In his acceptance speech in Addis Ababa, Ramaphosa said that AfCFTA would enable the continent to work together, reignite industrialisation and pave the way for the continent’s integration into the global economy. He noted that the success of AfCFTA depended on infrastructure development.

According to our research, compiled in conjunction with Oxford Economics, AfCFTA will increase the competitiveness of the continent’s producers and exporters, incentivise new business, improve prospects for increased local value, establish new intraregional value chains, and serve to lower inflation in the long term.

It will help address Africa’s industrial deficit and reduce the continent’s overreliance on primary goods exports.

Yet tangible benefits with a wider reach across the continent will probably only be realised from 2030 onwards due to a number of obstacles, including a lack of cohesive and reliable infrastructure, unreliable sources for water and electricity, and political instability and policy concerns.

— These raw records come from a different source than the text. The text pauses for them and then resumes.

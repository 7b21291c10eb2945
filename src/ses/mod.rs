//! SESWrapper bindings
//!
//! Safe Rust access to the Scienta SES wrapper library that drives the
//! electron analyzer.

pub mod bridge;
pub mod error;
pub mod ffi;
pub mod loader;
pub mod wrapper;

// Re-exports for convenience
pub use bridge::{AnalyzerRegion, CBridge, DetectorInfo, DetectorRegion, StructField};
pub use error::{SesError, SesResult};
pub use loader::{LibraryCache, SesLibrary};
pub use wrapper::{RegionCheck, SesWrapper, CURRENT_INDEX};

Over the past decade Africa has made progress in overcoming the infrastructure financing shortfalls. In November 2019 the African Development Bank (AfDB) announced at the Africa Investment Forum in Johannesburg that infrastructure investment in Africa amounted to more than $100bn in 2018, with about $25bn coming from China.

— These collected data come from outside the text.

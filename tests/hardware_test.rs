//! SES hardware tests
//!
//! These tests require SESWrapper.dll, an SES installation and a connected
//! analyzer. Run them one at a time:
//! ```bash
//! cargo test --test hardware_test -- --ignored --test-threads=1
//! ```
//!
//! Set SES_WRAPPER_PATH to SESWrapper.dll and SES_INSTRUMENT_CONFIG to the
//! instrument file. SES_WORKING_DIR overrides the SES installation directory.

use seswrapper_rs::analyzer::{AnalyzerConfig, Da30Analyzer};
use seswrapper_rs::config::default_wrapper_path;
use seswrapper_rs::ses::SesWrapper;
use std::path::PathBuf;

fn get_wrapper_path() -> PathBuf {
    std::env::var_os("SES_WRAPPER_PATH")
        .map(PathBuf::from)
        .unwrap_or_else(default_wrapper_path)
}

fn get_analyzer_config() -> AnalyzerConfig {
    let instrument = std::env::var_os("SES_INSTRUMENT_CONFIG")
        .map(PathBuf::from)
        .unwrap_or_else(|| PathBuf::from("C:\\SES 1.4.0-r25\\data\\instrument.dat"));
    let mut config = AnalyzerConfig::new(instrument).with_wrapper_path(get_wrapper_path());
    if let Ok(dir) = std::env::var("SES_WORKING_DIR") {
        config.working_dir = dir;
    }
    config
}

#[test]
#[ignore = "Requires SES hardware"]
fn test_load_and_read_version() {
    let wrapper = SesWrapper::open(get_wrapper_path()).expect("Failed to load SESWrapper");
    let version = wrapper
        .get_property_string("lib_version", 0)
        .expect("Failed to read lib_version");
    println!("SES wrapper version: {}", version);
    assert!(!version.is_empty());
}

#[test]
#[ignore = "Requires SES hardware"]
fn test_startup_and_detector_info() {
    let mut analyzer = Da30Analyzer::new(get_analyzer_config()).expect("Failed to load SESWrapper");
    analyzer.startup().expect("Startup failed");

    let info = analyzer.detector_info().expect("Failed to read detector info");
    println!("Detector: {:?}", info);
    assert!(info.n_x_channels > 0);
    assert!(info.n_y_channels > 0);

    analyzer.shutdown().expect("Finalize failed");
}

#[test]
#[ignore = "Requires SES hardware"]
fn test_fixed_mode_acquisition() {
    let mut analyzer = Da30Analyzer::new(get_analyzer_config()).expect("Failed to load SESWrapper");
    analyzer.startup().expect("Startup failed");
    analyzer.use_transmission_mode().expect("Failed to set transmission mode");
    analyzer.set_pass_energy(5.0).expect("Failed to set pass energy");
    let region = analyzer.use_full_detector().expect("Failed to set detector region");
    analyzer.use_fixed(1.5, 1000).expect("Failed to set analyzer region");

    let spectrum = analyzer.acquire_data(1).expect("Acquisition failed");
    println!(
        "Acquired {} channels, {} counts",
        spectrum.counts.len(),
        spectrum.total_counts()
    );
    assert_eq!(spectrum.counts.len(), region.x_width() as usize);

    analyzer.shutdown().expect("Finalize failed");
}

Of the overall amount 40% went to energy infrastructure. China, through its Belt and Road Initiative (BRI) is Africa’s largest trading and investment partner, but the opportunities for investment and collaboration extend beyond China to other Asian nations, such as Japan, and the US.

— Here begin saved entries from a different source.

// =============================================================================
// Public control surface
// =============================================================================

/// Function table of the emulated library
pub fn functions() -> SesFunctions {
    SesFunctions {
        initialize: wrp_initialize,
        finalize: wrp_finalize,
        get_property: wrp_get_property,
        get_property_bool: wrp_get_property_bool,
        get_property_integer: wrp_get_property_integer,
        get_property_double: wrp_get_property_double,
        get_property_string: wrp_get_property_string,
        get_detector_info: wrp_get_detector_info,
        get_detector_region: wrp_get_detector_region,
        set_property: wrp_set_property,
        set_property_bool: wrp_set_property_bool,
        set_property_integer: wrp_set_property_integer,
        set_property_double: wrp_set_property_double,
        set_property_string: wrp_set_property_string,
        set_detector_region: wrp_set_detector_region,
        set_analyzer_region: wrp_set_analyzer_region,
        validate: wrp_validate,
        reset_hw: wrp_reset_hw,
        test_hw: wrp_test_hw,
        load_instrument: wrp_load_instrument,
        zero_supplies: wrp_zero_supplies,
        get_binding_energy: wrp_get_binding_energy,
        set_binding_energy: wrp_set_binding_energy,
        get_kinetic_energy: wrp_get_kinetic_energy,
        set_kinetic_energy: wrp_set_kinetic_energy,
        get_excitation_energy: wrp_get_excitation_energy,
        set_excitation_energy: wrp_set_excitation_energy,
        get_element_voltage: wrp_get_element_voltage,
        set_element_voltage: wrp_set_element_voltage,
        check_analyzer_region: wrp_check_analyzer_region,
        init_acquisition: wrp_init_acquisition,
        start_acquisition: wrp_start_acquisition,
        stop_acquisition: wrp_stop_acquisition,
        get_status: wrp_get_status,
        get_acquired_data_integer: wrp_get_acquired_data_integer,
        get_acquired_data_double: wrp_get_acquired_data_double,
        get_acquired_data_string: wrp_get_acquired_data_string,
        get_acquired_data_vector_double: wrp_get_acquired_data_vector_double,
        get_acquired_data_vector_int32: wrp_get_acquired_data_vector_int32,
        wait_for_point_ready: wrp_wait_for_point_ready,
        wait_for_region_ready: wrp_wait_for_region_ready,
        continue_acquisition: wrp_continue_acquisition,
    }
}

/// Emulated library
pub fn library() -> SesLibrary {
    library_at(EMULATOR_PATH)
}

/// Emulated library reporting `origin` as its path
pub fn library_at(origin: impl AsRef<Path>) -> SesLibrary {
    SesLibrary::from_functions(functions(), origin.as_ref())
}

/// Reset this thread's emulated instrument to power-on state
pub fn reset() {
    STATE.with(|state| *state.borrow_mut() = EmulatorState::default());
}

/// Entry points called on this thread since the last reset, in order
pub fn calls() -> Vec<&'static str> {
    STATE.with(|state| state.borrow().calls.clone())
}

/// Forget the recorded calls
pub fn clear_calls() {
    STATE.with(|state| state.borrow_mut().calls.clear());
}

/// Make the next call to `function` return `code` without side effects
pub fn fail_next(function: &'static str, code: i32) {
    STATE.with(|state| {
        state.borrow_mut().failures.insert(function, code);
    });
}

/// Replace the detector description reported by `WRP_GetDetectorInfo`
///
/// The detector region is reset to cover the new detector.
pub fn set_detector_info(info: &DetectorInfo) {
    STATE.with(|state| {
        let mut state = state.borrow_mut();
        state.detector_info = info.into_c();
        state.detector_region = ffi::DetectorRegion {
            firstXChannel_: 0,
            lastXChannel_: info.n_x_channels - 1,
            firstYChannel_: 0,
            lastYChannel_: info.n_y_channels - 1,
            slices_: 1,
            adcMode_: 1,
        };
    });
}

/// Whether `WRP_Initialize` has run without a matching `WRP_Finalize`
pub fn is_initialized() -> bool {
    STATE.with(|state| state.borrow().initialized)
}

/// Instrument file loaded by `WRP_LoadInstrument`
pub fn instrument() -> Option<String> {
    STATE.with(|state| state.borrow().instrument.clone())
}

// =============================================================================
// Pointer helpers
// =============================================================================

unsafe fn read_cstr(ptr: *const c_char) -> Result<String, c_int> {
    if ptr.is_null() {
        return Err(codes::INVALID_ARGUMENT);
    }
    CStr::from_ptr(ptr)
        .to_str()
        .map(str::to_string)
        .map_err(|_| codes::INVALID_ARGUMENT)
}

unsafe fn write_out<T>(ptr: *mut T, value: T) -> Result<(), c_int> {
    if ptr.is_null() {
        return Err(codes::INVALID_ARGUMENT);
    }
    ptr.write(value);
    Ok(())
}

However, Africa’s transport infrastructure is behind the global average. With an area of 30.4-million square kilometres, Africa’s size makes it challenging to build reliable transport networks and the continent’s major rivers (Congo, Niger and Nile) are unsuited as transport channels due to cataracts and deltas.

SA — as well as countries in North Africa such as Morocco, Egypt, Tunisia and Algeria — generally boast more sophisticated transport infrastructure, but landlocked nations lack easy access to ports, making their markets less accessible.

SA is one of the countries in Africa that stands to maximise the benefits of AfCFTA due to its existing strong connections across the continent and a well-established manufacturing base

Despite these challenges, large-scale projects are in the pipeline to mitigate the situation. These include the North-South Multimodal Corridor of roads and railways on the multimodal African Regional Transport Infrastructure Network corridor that runs through SA, Botswana, Zimbabwe, Zambia, Malawi and the Democratic Republic of the Congo (DRC).

Also under development is the Central Corridor that will modernise the Artin corridor in Eastern Africa, connecting Burundi, the DRC, Rwanda, Tanzania and Uganda. The Abidjan-Lagos Corridor Highway project on a six-lane dual highway is being built from Lagos to Abidjan to align with potential new economic zones, and the Trans-Maghreb Highway aims to improve the movement of services and goods across North Africa.

Most African countries are behind the global average in terms of their current utility infrastructure, according to the World Economic Forum global competitiveness index scores. Some countries such as Egypt, Morocco, Tunisia and Algeria are just reaching the world average, but the rest of the continent, including SA, Ghana, Ivory Coast and Kenya are under the global average in terms of their available supply of water and electricity.

Within the AfCFTA context, reliable utility infrastructure is vital for businesses to be able to scale up production for regional export or to develop manufacturing bases, and the continent needs to redouble efforts to ensure an adequate supply of water and electricity is available.

SA is one of the countries in Africa that stands to maximise the benefits of AfCFTA due to its existing strong connections across the continent and a well-established manufacturing base. Smaller economies, such as those of Ghana and Ivory Coast, stand to benefit from the agreement due to existing favourable conditions — open economies, good infrastructure and supportive business environments.

Our report lists Ethiopia as standing out as an especially promising investment destination. The government is aggressively boosting the country’s power-generation capacity and transport links to neighbouring countries (and, via, Djibouti, to the world), while undertaking an ambitious policy reform project to make the country an attractive investment destination.

Finding effective solutions to the continent’s infrastructure gaps will probably take many years given limited financial capacity in many countries, high risks to private financing of infrastructure, political hurdles, administration shortfalls and lack of resources.

There is nevertheless confidence that African nations can successfully address these challenges, and that in the next decade we will begin to see the formation of the world’s most exciting new global trading zone.

• Du Plessis is partner and head of Africa at Baker McKenzie in Johannesburg. The report in question is titled “AfCFTA's $3-trillion Opportunity: Weighing Existing Barriers against Potential Economic Gains”.